Commercial silver nanoparticles failed to inhibit the bacterial growth of the tested pathogens in this study, possibly due to their lower concentration and bigger particle size in comparison with the synthesized silver nanoparticles.

Residual silver nanoparticles in the aqueous environment bind to organic and inorganic sulfur in sea or fresh water. Sulfidation of silver nanoparticles leads to significant decrease of their toxicity due to the lower solubility of the resulting silver sulfide and thus cause low detrimental impact on the environment [51].

Zinc oxide nanoparticles inhibited the growth of A. hydrophila and A. salmonicida at a concentration of 15.75 µg/mL, which is near to the MICs of silver nanoparticles.

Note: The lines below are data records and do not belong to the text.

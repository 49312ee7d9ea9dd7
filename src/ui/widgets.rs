use iced::widget::{button, container, image, row, text};
use iced::{Border, Color, ContentFit, Element, Length, Theme};

use crate::state::data::{Classification, Image};
use crate::Message;

/// Thumbnail or a placeholder box of the same size
pub fn thumbnail<'a>(image_data: &Image, size: f32) -> Element<'a, Message> {
    match &image_data.thumbnail {
        Some(path) => image(image::Handle::from_path(path))
            .width(size)
            .height(size)
            .content_fit(ContentFit::Contain)
            .into(),
        None => container(text("…").size(14))
            .center(Length::Fixed(size))
            .style(container::rounded_box)
            .into(),
    }
}

/// Full-size image if loaded, otherwise the thumbnail stretched to fill
pub fn preview<'a>(handle: Option<&image::Handle>, image_data: &Image) -> Element<'a, Message> {
    let source = match (handle, &image_data.thumbnail) {
        (Some(handle), _) => handle.clone(),
        (None, Some(path)) => image::Handle::from_path(path),
        (None, None) => {
            return container(text("Loading…"))
                .center(Length::Fill)
                .into();
        }
    };

    image(source)
        .width(Length::Fill)
        .height(Length::Fill)
        .content_fit(ContentFit::Contain)
        .into()
}

pub fn bucket_color(bucket: Classification) -> Color {
    match bucket {
        Classification::Keep => Color::from_rgb(0.30, 0.75, 0.40),
        Classification::Maybe => Color::from_rgb(0.95, 0.70, 0.20),
        Classification::Yeet => Color::from_rgb(0.90, 0.30, 0.30),
    }
}

/// Frame around a card; highlighted when selected or focused
pub fn card_style(highlight: Option<Color>) -> impl Fn(&Theme) -> container::Style {
    move |theme: &Theme| {
        let palette = theme.extended_palette();
        container::Style {
            background: Some(palette.background.weak.color.into()),
            border: Border {
                color: highlight.unwrap_or(palette.background.strong.color),
                width: if highlight.is_some() { 2.0 } else { 1.0 },
                radius: 6.0.into(),
            },
            ..container::Style::default()
        }
    }
}

pub fn banner<'a>(message: &'a str) -> Element<'a, Message> {
    container(
        row![
            text(message).width(Length::Fill),
            button(text("Dismiss").size(14))
                .style(button::text)
                .on_press(Message::DismissBanner),
        ]
        .spacing(12),
    )
    .padding(10)
    .width(Length::Fill)
    .style(|theme: &Theme| {
        let palette = theme.extended_palette();
        container::Style {
            background: Some(palette.danger.weak.color.into()),
            text_color: Some(palette.danger.weak.text),
            border: Border {
                radius: 6.0.into(),
                ..Border::default()
            },
            ..container::Style::default()
        }
    })
    .into()
}

/// Human readable byte size
pub fn format_size(bytes: u64) -> String {
    const KB: f64 = 1024.0;
    const MB: f64 = KB * 1024.0;
    const GB: f64 = MB * 1024.0;

    let value = bytes as f64;
    if value >= GB {
        format!("{:.1} GB", value / GB)
    } else if value >= MB {
        format!("{:.1} MB", value / MB)
    } else if value >= KB {
        format!("{:.1} KB", value / KB)
    } else {
        format!("{} B", bytes)
    }
}

#[cfg(test)]
mod tests {
    use super::*;

    #[test]
    fn test_format_size() {
        assert_eq!(format_size(512), "512 B");
        assert_eq!(format_size(2048), "2.0 KB");
        assert_eq!(format_size(5 * 1024 * 1024 + 512 * 1024), "5.5 MB");
        assert_eq!(format_size(3 * 1024 * 1024 * 1024), "3.0 GB");
    }
}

Zinc oxide nanoparticles (31.5 µg/mL) inhibited the growth of Y. ruckeri, while oxytetracycline could not completely inhibit the growth of Y. ruckeri after 24 h (Fig. 4c).

Moreover, zinc oxide nanoparticles showed a strong antifungal activity against A. invadans at concentration of only 3.15 µg/mL, which was much lower than the MIC of silver nanoparticles against the same fungus. Unfortunately, the zinc oxide nanoparticles were highly toxic against the EK-1 cell line at all concentrations (7.88, 15.75, 23.63 µg/mL). These results are in accordance with Fernández et al. [52] who report high sensitivity of RTG-2, RTH-149 and RTL-W1 fish cell lines to zinc oxide nanoparticles. The observed cytotoxicity may be attributed to release of free Zn+2 ions [53, 54].

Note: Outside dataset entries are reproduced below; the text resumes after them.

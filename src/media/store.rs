/// Image store: listing folders and producing thumbnails / full images.
///
/// The trait is synchronous; the async helpers below run it on tokio's
/// blocking pool so file I/O and decoding never stall the UI.
use std::fs;
use std::path::{Path, PathBuf};
use std::sync::Arc;

use super::scan::{list_output_images, project_stats, scan_folder, OutputImage};
use super::thumbnail::generate_thumbnail;
use super::StoreError;
use crate::state::data::{Classification, Image, ImageId, Project, ProjectStats};

pub trait ImageStore: Send + Sync {
    /// Ordered list of the images in a folder
    fn list_images(&self, folder: &Path) -> Result<Vec<Image>, StoreError>;

    /// Path to a cached thumbnail fitting `size`x`size`
    fn thumbnail(&self, path: &Path, size: u32) -> Result<PathBuf, StoreError>;

    /// Encoded bytes of the full-resolution image
    fn full_image(&self, path: &Path) -> Result<Vec<u8>, StoreError>;

    /// A project's output images for one bucket
    fn list_outputs(
        &self,
        project: &Project,
        bucket: Classification,
    ) -> Result<Vec<OutputImage>, StoreError>;
}

/// The real thing: reads from disk, caches thumbnails under `cache_dir`
#[derive(Debug, Clone)]
pub struct FsImageStore {
    cache_dir: PathBuf,
}

impl FsImageStore {
    pub fn new(cache_dir: PathBuf) -> Self {
        FsImageStore { cache_dir }
    }
}

impl ImageStore for FsImageStore {
    fn list_images(&self, folder: &Path) -> Result<Vec<Image>, StoreError> {
        scan_folder(folder)
    }

    fn thumbnail(&self, path: &Path, size: u32) -> Result<PathBuf, StoreError> {
        generate_thumbnail(path, &ImageId::from_path(path), size, &self.cache_dir)
    }

    fn full_image(&self, path: &Path) -> Result<Vec<u8>, StoreError> {
        Ok(fs::read(path)?)
    }

    fn list_outputs(
        &self,
        project: &Project,
        bucket: Classification,
    ) -> Result<Vec<OutputImage>, StoreError> {
        list_output_images(project, bucket)
    }
}

async fn blocking<T, F>(work: F) -> Result<T, StoreError>
where
    T: Send + 'static,
    F: FnOnce() -> Result<T, StoreError> + Send + 'static,
{
    tokio::task::spawn_blocking(work)
        .await
        .map_err(|e| StoreError::Join(e.to_string()))?
}

pub async fn list_images(
    store: Arc<dyn ImageStore>,
    folder: PathBuf,
) -> Result<Vec<Image>, StoreError> {
    blocking(move || store.list_images(&folder)).await
}

pub async fn load_thumbnail(
    store: Arc<dyn ImageStore>,
    path: PathBuf,
    size: u32,
) -> Result<PathBuf, StoreError> {
    blocking(move || store.thumbnail(&path, size)).await
}

pub async fn load_full_image(
    store: Arc<dyn ImageStore>,
    path: PathBuf,
) -> Result<Vec<u8>, StoreError> {
    blocking(move || store.full_image(&path)).await
}

pub async fn list_outputs(
    store: Arc<dyn ImageStore>,
    project: Project,
    bucket: Classification,
) -> Result<Vec<OutputImage>, StoreError> {
    blocking(move || store.list_outputs(&project, bucket)).await
}

/// Source and output counts for every folder of a project
pub async fn load_project_stats(project: Project) -> Result<ProjectStats, StoreError> {
    blocking(move || project_stats(&project)).await
}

When zinc oxide nanoparticles are released into the aquatic environment, their behavior is controlled by water environment such as oxygen level, pH, ionic strength and amount of organic matter. Due to the high ionic strength in sea water, the zinc oxide nanoparticles tend to aggregate and become less mobile [55], while in fresh water they tend to dissolve rapidly which increases the risk of acute toxicity for aquatic organisms [56].

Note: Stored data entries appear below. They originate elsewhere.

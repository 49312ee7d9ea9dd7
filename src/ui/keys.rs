/// Keyboard plumbing: iced events in, triage input and app messages out
use iced::keyboard::{self, key::Named};
use iced::{event, window, Event};

use crate::triage::input::{Key, Modifiers};
use crate::Message;

pub fn key_from_iced(key: &keyboard::Key) -> Key {
    match key {
        keyboard::Key::Named(named) => match named {
            Named::Enter => Key::Enter,
            Named::Backspace => Key::Backspace,
            Named::Escape => Key::Escape,
            Named::ArrowUp => Key::ArrowUp,
            Named::ArrowDown => Key::ArrowDown,
            Named::ArrowLeft => Key::ArrowLeft,
            Named::ArrowRight => Key::ArrowRight,
            Named::Shift | Named::Alt | Named::Control | Named::Super | Named::Meta => {
                Key::Modifier
            }
            _ => Key::Other,
        },
        keyboard::Key::Character(c) => c.chars().next().map(Key::char).unwrap_or(Key::Other),
        keyboard::Key::Unidentified => Key::Other,
    }
}

pub fn modifiers_from_iced(modifiers: keyboard::Modifiers) -> Modifiers {
    Modifiers {
        shift: modifiers.shift(),
        alt: modifiers.alt(),
        command: modifiers.command(),
    }
}

/// 1..=9 for digit keys
pub fn digit(key: Key) -> Option<usize> {
    match key {
        Key::Char(c) => c
            .to_digit(10)
            .filter(|d| (1..=9).contains(d))
            .map(|d| d as usize),
        _ => None,
    }
}

/// Global event listener for `iced::event::listen_with`
pub fn listen(event: Event, status: event::Status, _window: window::Id) -> Option<Message> {
    match event {
        Event::Keyboard(keyboard::Event::KeyPressed { key, modifiers, .. }) => {
            // Typing into a text field
            if status == event::Status::Captured {
                return None;
            }
            Some(Message::KeyPressed(
                key_from_iced(&key),
                modifiers_from_iced(modifiers),
            ))
        }
        // Releases always go through so a held gesture can finish
        Event::Keyboard(keyboard::Event::KeyReleased { key, .. }) => {
            Some(Message::KeyReleased(key_from_iced(&key)))
        }
        Event::Keyboard(keyboard::Event::ModifiersChanged(modifiers)) => {
            Some(Message::ModifiersChanged(modifiers_from_iced(modifiers)))
        }
        Event::Window(window::Event::Unfocused) => Some(Message::WindowUnfocused),
        _ => None,
    }
}

#[cfg(test)]
mod tests {
    use super::*;

    #[test]
    fn test_characters_are_lowercased() {
        assert_eq!(key_from_iced(&keyboard::Key::Character("K".into())), Key::Char('k'));
        assert_eq!(key_from_iced(&keyboard::Key::Character("y".into())), Key::Char('y'));
    }

    #[test]
    fn test_named_keys() {
        assert_eq!(key_from_iced(&keyboard::Key::Named(Named::Enter)), Key::Enter);
        assert_eq!(key_from_iced(&keyboard::Key::Named(Named::ArrowLeft)), Key::ArrowLeft);
        assert_eq!(key_from_iced(&keyboard::Key::Named(Named::Shift)), Key::Modifier);
        assert_eq!(key_from_iced(&keyboard::Key::Named(Named::Tab)), Key::Other);
        assert_eq!(key_from_iced(&keyboard::Key::Unidentified), Key::Other);
    }

    #[test]
    fn test_modifiers() {
        let modifiers = modifiers_from_iced(keyboard::Modifiers::SHIFT | keyboard::Modifiers::ALT);
        assert!(modifiers.shift && modifiers.alt && !modifiers.command);
        assert!(modifiers_from_iced(keyboard::Modifiers::COMMAND).command);
    }

    #[test]
    fn test_digit() {
        assert_eq!(digit(Key::Char('1')), Some(1));
        assert_eq!(digit(Key::Char('9')), Some(9));
        assert_eq!(digit(Key::Char('0')), None);
        assert_eq!(digit(Key::Char('k')), None);
        assert_eq!(digit(Key::Enter), None);
    }

    #[test]
    fn test_listen_forwards_blur() {
        let message = listen(
            Event::Window(window::Event::Unfocused),
            event::Status::Ignored,
            window::Id::unique(),
        );
        assert!(matches!(message, Some(Message::WindowUnfocused)));
    }
}
pub mod folder;
pub mod gallery;

pub use folder::FolderCache;
pub use gallery::GallerySessions;

/// Identifies one load of one cache key.
///
/// Each load gets a fresh token. Results come back tagged with the
/// ticket that requested them and are dropped if a newer load for the
/// same key has started since.
#[derive(Debug, Clone, PartialEq, Eq)]
pub struct LoadTicket<K> {
    pub key: K,
    pub token: u64,
}

/// Load state of a cache entry
#[derive(Debug, Clone, PartialEq, Eq)]
pub enum LoadStatus {
    Loading,
    Ready,
    Error(String),
}

impl LoadStatus {
    pub fn is_ready(&self) -> bool {
        matches!(self, LoadStatus::Ready)
    }
}
use image::{imageops::FilterType, ImageFormat};
use std::fs;
use std::path::{Path, PathBuf};
use std::time::UNIX_EPOCH;

use super::StoreError;
use crate::state::data::ImageId;

/// Default size of generated thumbnails (longest edge)
pub const THUMBNAIL_SIZE: u32 = 150;

/// Get the thumbnail cache directory
/// Returns ~/.cache/toss/thumbnails on Linux
pub fn get_thumbnail_cache_dir() -> Result<PathBuf, StoreError> {
    let mut path = dirs_next::cache_dir()
        .or_else(dirs_next::home_dir)
        .ok_or(StoreError::NoCacheDir)?;

    path.push("toss");
    path.push("thumbnails");

    Ok(path)
}

/// Length and modification time of a source file, in hex
///
/// Part of the cache key, so an image rewritten under the same name gets
/// a new thumbnail.
pub fn source_stamp(image_path: &Path) -> Result<String, StoreError> {
    let metadata = fs::metadata(image_path)?;
    let modified = metadata
        .modified()
        .ok()
        .and_then(|time| time.duration_since(UNIX_EPOCH).ok())
        .map_or(0, |elapsed| elapsed.as_nanos());
    Ok(format!("{:x}{:x}", metadata.len(), modified))
}

/// Get the thumbnail path for an image at a given size (doesn't generate)
pub fn thumbnail_path(cache_dir: &Path, image_id: &ImageId, size: u32, stamp: &str) -> PathBuf {
    cache_dir.join(format!("{}_{}_{}.jpg", image_id, size, stamp))
}

/// Generate (or reuse) a thumbnail for an image file.
///
/// The image is scaled to fit in `size`x`size`, keeping its aspect ratio,
/// and cached as JPEG. Returns the path to the cached file.
pub fn generate_thumbnail(
    image_path: &Path,
    image_id: &ImageId,
    size: u32,
    cache_dir: &Path,
) -> Result<PathBuf, StoreError> {
    let cached = thumbnail_path(cache_dir, image_id, size, &source_stamp(image_path)?);

    // Check cache first
    if cached.exists() {
        return Ok(cached);
    }

    let img = image::open(image_path).map_err(|source| StoreError::Decode {
        path: image_path.to_path_buf(),
        source,
    })?;

    let thumbnail = img.resize(size, size, FilterType::Triangle);

    // Ensure cache directory exists
    fs::create_dir_all(cache_dir)?;

    // JPEG has no alpha channel
    thumbnail
        .to_rgb8()
        .save_with_format(&cached, ImageFormat::Jpeg)
        .map_err(|source| StoreError::Decode {
            path: cached.clone(),
            source,
        })?;

    tracing::debug!("Generated thumbnail: {}", cached.display());
    Ok(cached)
}

#[cfg(test)]
mod tests {
    use super::*;

    #[test]
    fn test_generate_and_reuse() {
        let dir = tempfile::tempdir().unwrap();
        let source = dir.path().join("wide.png");
        image::RgbaImage::new(400, 200).save(&source).unwrap();
        let cache = dir.path().join("cache");
        let id = ImageId::from_path(&source);
        let stamp = source_stamp(&source).unwrap();

        assert!(!thumbnail_path(&cache, &id, 100, &stamp).exists());
        let path = generate_thumbnail(&source, &id, 100, &cache).unwrap();
        assert_eq!(path, thumbnail_path(&cache, &id, 100, &stamp));

        let (width, height) = image::image_dimensions(&path).unwrap();
        assert_eq!((width, height), (100, 50));

        // An untouched source reuses the cached file
        let written = fs::metadata(&path).unwrap().modified().unwrap();
        assert_eq!(generate_thumbnail(&source, &id, 100, &cache).unwrap(), path);
        assert_eq!(fs::metadata(&path).unwrap().modified().unwrap(), written);
    }

    #[test]
    fn test_rewritten_source_gets_new_thumbnail() {
        let dir = tempfile::tempdir().unwrap();
        let source = dir.path().join("render.png");
        let cache = dir.path().join("cache");
        let id = ImageId::from_path(&source);

        image::RgbaImage::new(400, 200).save(&source).unwrap();
        let first = generate_thumbnail(&source, &id, 100, &cache).unwrap();

        image::RgbaImage::new(100, 300).save(&source).unwrap();
        let second = generate_thumbnail(&source, &id, 100, &cache).unwrap();

        assert_ne!(first, second);
        let (width, height) = image::image_dimensions(&second).unwrap();
        assert_eq!(height, 100);
        assert!(width < height);
    }

    #[test]
    fn test_undecodable_source() {
        let dir = tempfile::tempdir().unwrap();
        let source = dir.path().join("broken.png");
        fs::write(&source, b"garbage").unwrap();

        let result = generate_thumbnail(&source, &ImageId::from_path(&source), 64, dir.path());
        assert!(matches!(result, Err(StoreError::Decode { .. })));
    }
}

We investigated the interaction between silver nanoparticles and A. salmonicida on the ultrastructural level. TEM showed larger nanoparticles (>20 nm) bound to the bacterial cell membrane (Fig. 4), thereby presumably interfering with its integrity and function. Smaller particles (8 nm) were observed inside the bacterial cytoplasm (Fig. 4c). These observations were in concordance with previous reports [35, 57]. Presence of nanoparticles in the cytoplasm suggests that the small-sized nanoparticles could pass through the S-layer pores, which range from 2 to 8 nm in diameter as described in A. salmonicida [58]. In the cytoplasm, the particles would be able to react directly with the intracellular components and mechanisms.

Conclusions

Due to their high antimicrobial activity and low environmental and cytotoxic effects, silver nanoparticles can be used as an effective antimicrobial agent against A. hydrophila, A. salmonicida and A. invadans. This represents a proof-of-concept for the consideration of silver nanoparticles in novel therapeutics development and disease management in aquaculture. Additional in vivo studies are needed to investigate the efficacy and safety of the silver nanoparticles in the living fish.